EXTRACTED RECORDS:
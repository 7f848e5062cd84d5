//! Donor side of a chunk migration.

use std::sync::Arc;

use observability_deps::tracing::info;
use shardkeeper_catalog::ChunkRange;
use shardkeeper_types::{Document, ShardId};

use crate::{
    cloner::{BufferedOp, MigrationClonerSession},
    error::{Result, WriteError},
    sharding_state::CollectionShardingRuntime,
};

/// Owns the cloner of one migration for as long as the migration runs. Dropping the manager
/// without committing aborts the migration.
#[derive(Debug)]
pub struct MigrationSourceManager {
    runtime: Arc<CollectionShardingRuntime>,
    session: Arc<MigrationClonerSession>,
}

impl MigrationSourceManager {
    /// Start donating `range` of the runtime's collection to `destination`.
    ///
    /// The collection must be sharded with migrations allowed, `range` must be exactly a chunk this
    /// shard owns, and no other migration may be in progress for the collection.
    pub fn start(
        runtime: Arc<CollectionShardingRuntime>,
        destination: ShardId,
        range: ChunkRange,
        max_buffered_ops: usize,
    ) -> Result<Self> {
        let nss = runtime.nss().clone();
        let metadata = runtime
            .current_metadata_if_known()
            .filter(|m| m.is_sharded())
            .ok_or_else(|| WriteError::NamespaceNotSharded(nss.clone()))?;
        let Some(cm) = metadata.chunk_manager() else {
            return Err(WriteError::NamespaceNotSharded(nss));
        };
        if !cm.allow_migrations() {
            return Err(WriteError::ConflictingOperation(format!(
                "migrations are not allowed for {nss}"
            )));
        }

        let this_shard = metadata.this_shard();
        if !cm
            .chunks()
            .iter()
            .any(|c| c.range == range && &c.shard == this_shard)
        {
            return Err(WriteError::CommandFailed(format!(
                "{range} is not a chunk of {nss} owned by {this_shard}"
            )));
        }
        if &destination == this_shard {
            return Err(WriteError::CommandFailed(format!(
                "cannot migrate {range} of {nss} to its current owner {destination}"
            )));
        }

        let session = Arc::new(MigrationClonerSession::new(
            cm.uuid(),
            this_shard.clone(),
            destination,
            cm.key_pattern().clone(),
            range,
            max_buffered_ops,
        ));
        runtime.install_cloner(Arc::clone(&session))?;
        info!(
            %nss,
            session = %session.id(),
            range = %session.range(),
            destination = %session.destination_shard(),
            "migration started"
        );
        Ok(Self { runtime, session })
    }

    pub fn session(&self) -> &Arc<MigrationClonerSession> {
        &self.session
    }

    /// Whether `doc` lies in the chunk being migrated.
    pub fn is_migrating(&self, doc: &Document) -> bool {
        self.session.is_document_in_migrating_chunk(doc)
    }

    /// Finish the migration, returning every write the destination must replay.
    pub fn commit(self) -> Result<Vec<BufferedOp>> {
        if self.session.is_overflowed() {
            return Err(WriteError::CommandFailed(format!(
                "migration of {} from {} dropped writes after its buffer filled up",
                self.session.range(),
                self.runtime.nss()
            )));
        }
        let ops = self.session.buffered_ops();
        info!(
            nss = %self.runtime.nss(),
            session = %self.session.id(),
            ops = ops.len(),
            "migration committed"
        );
        Ok(ops)
    }

    pub fn abort(self) {
        info!(nss = %self.runtime.nss(), session = %self.session.id(), "migration aborted");
    }
}

impl Drop for MigrationSourceManager {
    fn drop(&mut self) {
        self.runtime.remove_cloner(&self.session);
    }
}

/// Whether `doc` lies in the chunk currently being migrated out of the runtime's collection.
pub fn is_migrating(runtime: &CollectionShardingRuntime, doc: &Document) -> bool {
    match runtime.cloner() {
        Some(cloner) => cloner.is_document_in_migrating_chunk(doc),
        None => false,
    }
}
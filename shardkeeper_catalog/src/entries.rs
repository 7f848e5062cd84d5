//! Rows of the persisted catalog tables.

use std::fmt::Display;

use serde::{Deserialize, Serialize};
use serde_json::Value;
use shardkeeper_types::{
    ChunkVersion, CollectionGeneration, CollectionUuid, NamespaceString, ShardId, ShardKeyPattern,
    ShardKeyValue, Timestamp,
};

/// One sharded collection. A namespace has at most one entry, and the UUID of an entry never
/// changes.
#[derive(Debug, Clone, PartialEq, Serialize, Deserialize)]
pub struct CollectionCatalogEntry {
    pub nss: NamespaceString,
    pub uuid: CollectionUuid,
    pub key_pattern: ShardKeyPattern,
    pub unique: bool,
    pub default_collation: Option<Value>,
    pub allow_migrations: bool,
    pub generation: CollectionGeneration,
}

impl CollectionCatalogEntry {
    pub fn new(
        nss: NamespaceString,
        uuid: CollectionUuid,
        key_pattern: ShardKeyPattern,
        generation: CollectionGeneration,
    ) -> Self {
        Self {
            nss,
            uuid,
            key_pattern,
            unique: false,
            default_collation: None,
            allow_migrations: true,
            generation,
        }
    }
}

/// Half-open `[min, max)` range of shard key space.
#[derive(Debug, Clone, PartialEq, Eq, Hash, Serialize, Deserialize)]
pub struct ChunkRange {
    pub min: ShardKeyValue,
    pub max: ShardKeyValue,
}

impl ChunkRange {
    pub fn new(min: ShardKeyValue, max: ShardKeyValue) -> Self {
        Self { min, max }
    }

    pub fn contains(&self, key: &ShardKeyValue) -> bool {
        &self.min <= key && key < &self.max
    }
}

impl Display for ChunkRange {
    fn fmt(&self, f: &mut std::fmt::Formatter<'_>) -> std::fmt::Result {
        write!(f, "[{}, {})", self.min, self.max)
    }
}

/// The shard that became owner of a chunk at `valid_after`.
#[derive(Debug, Clone, PartialEq, Eq, Serialize, Deserialize)]
pub struct ChunkHistory {
    pub valid_after: Timestamp,
    pub shard: ShardId,
}

#[derive(Debug, Clone, PartialEq, Eq, Serialize, Deserialize)]
pub struct ChunkEntry {
    pub collection_uuid: CollectionUuid,
    pub range: ChunkRange,
    pub shard: ShardId,
    pub version: ChunkVersion,
    /// Ownership changes, newest first. The first entry is the last-moved marker.
    pub history: Vec<ChunkHistory>,
}

impl ChunkEntry {
    /// A chunk that has been on `shard` since `created_at`.
    pub fn new(
        collection_uuid: CollectionUuid,
        range: ChunkRange,
        shard: ShardId,
        version: ChunkVersion,
        created_at: Timestamp,
    ) -> Self {
        Self {
            collection_uuid,
            range,
            history: vec![ChunkHistory {
                valid_after: created_at,
                shard: shard.clone(),
            }],
            shard,
            version,
        }
    }

    /// Record a migration to `to` that committed at `at`.
    pub fn moved_to(mut self, to: ShardId, at: Timestamp, version: ChunkVersion) -> Self {
        self.history.insert(
            0,
            ChunkHistory {
                valid_after: at,
                shard: to.clone(),
            },
        );
        self.shard = to;
        self.version = version;
        self
    }
}

/// Which shards owned a namespace from `timestamp` on. An empty shard list marks a drop.
#[derive(Debug, Clone, PartialEq, Eq, Serialize, Deserialize)]
pub struct PlacementHistoryEntry {
    pub nss: NamespaceString,
    pub uuid: CollectionUuid,
    pub timestamp: Timestamp,
    pub shards: Vec<ShardId>,
}

#[derive(Debug, Clone, PartialEq, Eq, Serialize, Deserialize)]
pub struct IndexCatalogEntry {
    pub collection_uuid: CollectionUuid,
    pub name: String,
    pub key_fields: Vec<String>,
}

/// A zone: a shard key range pinned to a tag.
#[derive(Debug, Clone, PartialEq, Eq, Serialize, Deserialize)]
pub struct TagEntry {
    pub nss: NamespaceString,
    pub tag: String,
    pub range: ChunkRange,
}

#[derive(Debug, Clone, PartialEq, Serialize, Deserialize)]
pub struct QueryAnalyzerEntry {
    pub nss: NamespaceString,
    pub collection_uuid: CollectionUuid,
    pub samples_per_second: f64,
}

#[derive(Debug, Clone, PartialEq, Eq, PartialOrd, Ord, Hash, Serialize, Deserialize)]
pub struct RecoveryDocumentId {
    pub nss: NamespaceString,
    pub kind: String,
}

impl Display for RecoveryDocumentId {
    fn fmt(&self, f: &mut std::fmt::Formatter<'_>) -> std::fmt::Result {
        write!(f, "{}/{}", self.kind, self.nss)
    }
}

/// Persisted progress of one DDL operation. The payload is owned by the coordinator kind.
#[derive(Debug, Clone, PartialEq, Serialize, Deserialize)]
pub struct RecoveryDocument {
    pub id: RecoveryDocumentId,
    pub payload: Value,
}
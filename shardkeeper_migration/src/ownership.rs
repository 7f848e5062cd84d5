//! Detects chunk migrations that happened after a transaction's snapshot.

use shardkeeper_types::{ShardKeyValue, Timestamp};

use crate::{error::Result, sharding_state::CollectionMetadata};

/// Fail with `ChunkOwnerMoved` if the chunk containing `key` changed owner after `at`, or with
/// `StaleChunkHistory` if the chunk's history does not reach back to `at`.
///
/// A transaction reading at `at` on this shard could otherwise write a document whose chunk has
/// already been migrated elsewhere. Unsharded collections have no chunks and always pass.
pub fn assert_intersecting_chunk_has_not_moved(
    metadata: &CollectionMetadata,
    key: &ShardKeyValue,
    at: Timestamp,
) -> Result<()> {
    let Some(cm) = metadata.chunk_manager() else {
        return Ok(());
    };
    let at_time = cm.make_at_time(at);
    at_time
        .find_intersecting_chunk_with_simple_collation(key)?
        .throw_if_moved()?;
    Ok(())
}

#[cfg(test)]
mod tests {
    use proptest::prelude::*;
    use shardkeeper_catalog::{ChunkEntry, ChunkManager, ChunkRange};
    use shardkeeper_types::{ChunkVersion, ErrorCode, KeyPart, ShardId};

    use super::*;
    use crate::test_util::orders_collection;

    fn key(v: i64) -> ShardKeyValue {
        ShardKeyValue::new([KeyPart::Int(v)])
    }

    /// `[MinKey, 0)` never moves, `[0, MaxKey)` moves from s1 to s0 at `moved_at`.
    fn metadata(moved_at: u32) -> CollectionMetadata {
        let coll = orders_collection();
        let created = Timestamp::new(10, 0);
        let chunks = vec![
            ChunkEntry::new(
                coll.uuid,
                ChunkRange::new(coll.key_pattern.global_min(), key(0)),
                ShardId::new("s0"),
                ChunkVersion::new(coll.generation, 1, 0),
                created,
            ),
            ChunkEntry::new(
                coll.uuid,
                ChunkRange::new(key(0), coll.key_pattern.global_max()),
                ShardId::new("s1"),
                ChunkVersion::new(coll.generation, 1, 1),
                created,
            )
            .moved_to(
                ShardId::new("s0"),
                Timestamp::new(moved_at, 0),
                ChunkVersion::new(coll.generation, 2, 0),
            ),
        ];
        CollectionMetadata::sharded(
            ChunkManager::new(&coll, chunks).unwrap(),
            ShardId::new("s0"),
        )
    }

    #[test]
    fn unsharded_collections_always_pass() {
        assert_intersecting_chunk_has_not_moved(
            &CollectionMetadata::unsharded(ShardId::new("s0")),
            &key(1),
            Timestamp::new(1, 0),
        )
        .unwrap();
    }

    #[test]
    fn snapshot_before_history_is_stale() {
        let err = assert_intersecting_chunk_has_not_moved(
            &metadata(50),
            &key(-1),
            Timestamp::new(5, 0),
        )
        .unwrap_err();
        assert_eq!(ErrorCode::StaleChunkHistory, err.code());
    }

    proptest! {
        #[test]
        fn fails_only_for_moved_chunk_read_before_the_move(
            moved_at in 20u32..1000,
            snapshot in 10u32..2000,
            probe in -1000i64..1000
        ) {
            let result = assert_intersecting_chunk_has_not_moved(
                &metadata(moved_at),
                &key(probe),
                Timestamp::new(snapshot, 0),
            );
            let should_fail = probe >= 0 && snapshot < moved_at;
            match result {
                Ok(()) => prop_assert!(!should_fail),
                Err(e) => {
                    prop_assert!(should_fail);
                    prop_assert_eq!(ErrorCode::ChunkOwnerMoved, e.code());
                }
            }
        }
    }
}
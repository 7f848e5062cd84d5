use serde::{Deserialize, Serialize};

/// Durability a write waits for before it is acknowledged.
#[derive(Debug, Default, Copy, Clone, PartialEq, Eq, Hash, Serialize, Deserialize)]
pub enum WriteConcern {
    /// Acknowledged once applied on this node.
    #[default]
    Local,
    /// Acknowledged once replicated to a majority, i.e. it survives a failover.
    Majority,
}

impl WriteConcern {
    pub fn is_majority(&self) -> bool {
        matches!(self, Self::Majority)
    }
}

/// Visibility guarantee of a read.
#[derive(Debug, Default, Copy, Clone, PartialEq, Eq, Hash, Serialize, Deserialize)]
pub enum ReadConcern {
    /// Whatever this node has applied, including writes that may still be rolled back.
    #[default]
    Local,
    /// Only data acknowledged by a majority.
    Majority,
}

EXERCISE DIRECTIONS: Look over the listing and return each line that holds "enum".

WRITTEN ANSWER:
pub enum WriteConcern {
pub enum ReadConcern {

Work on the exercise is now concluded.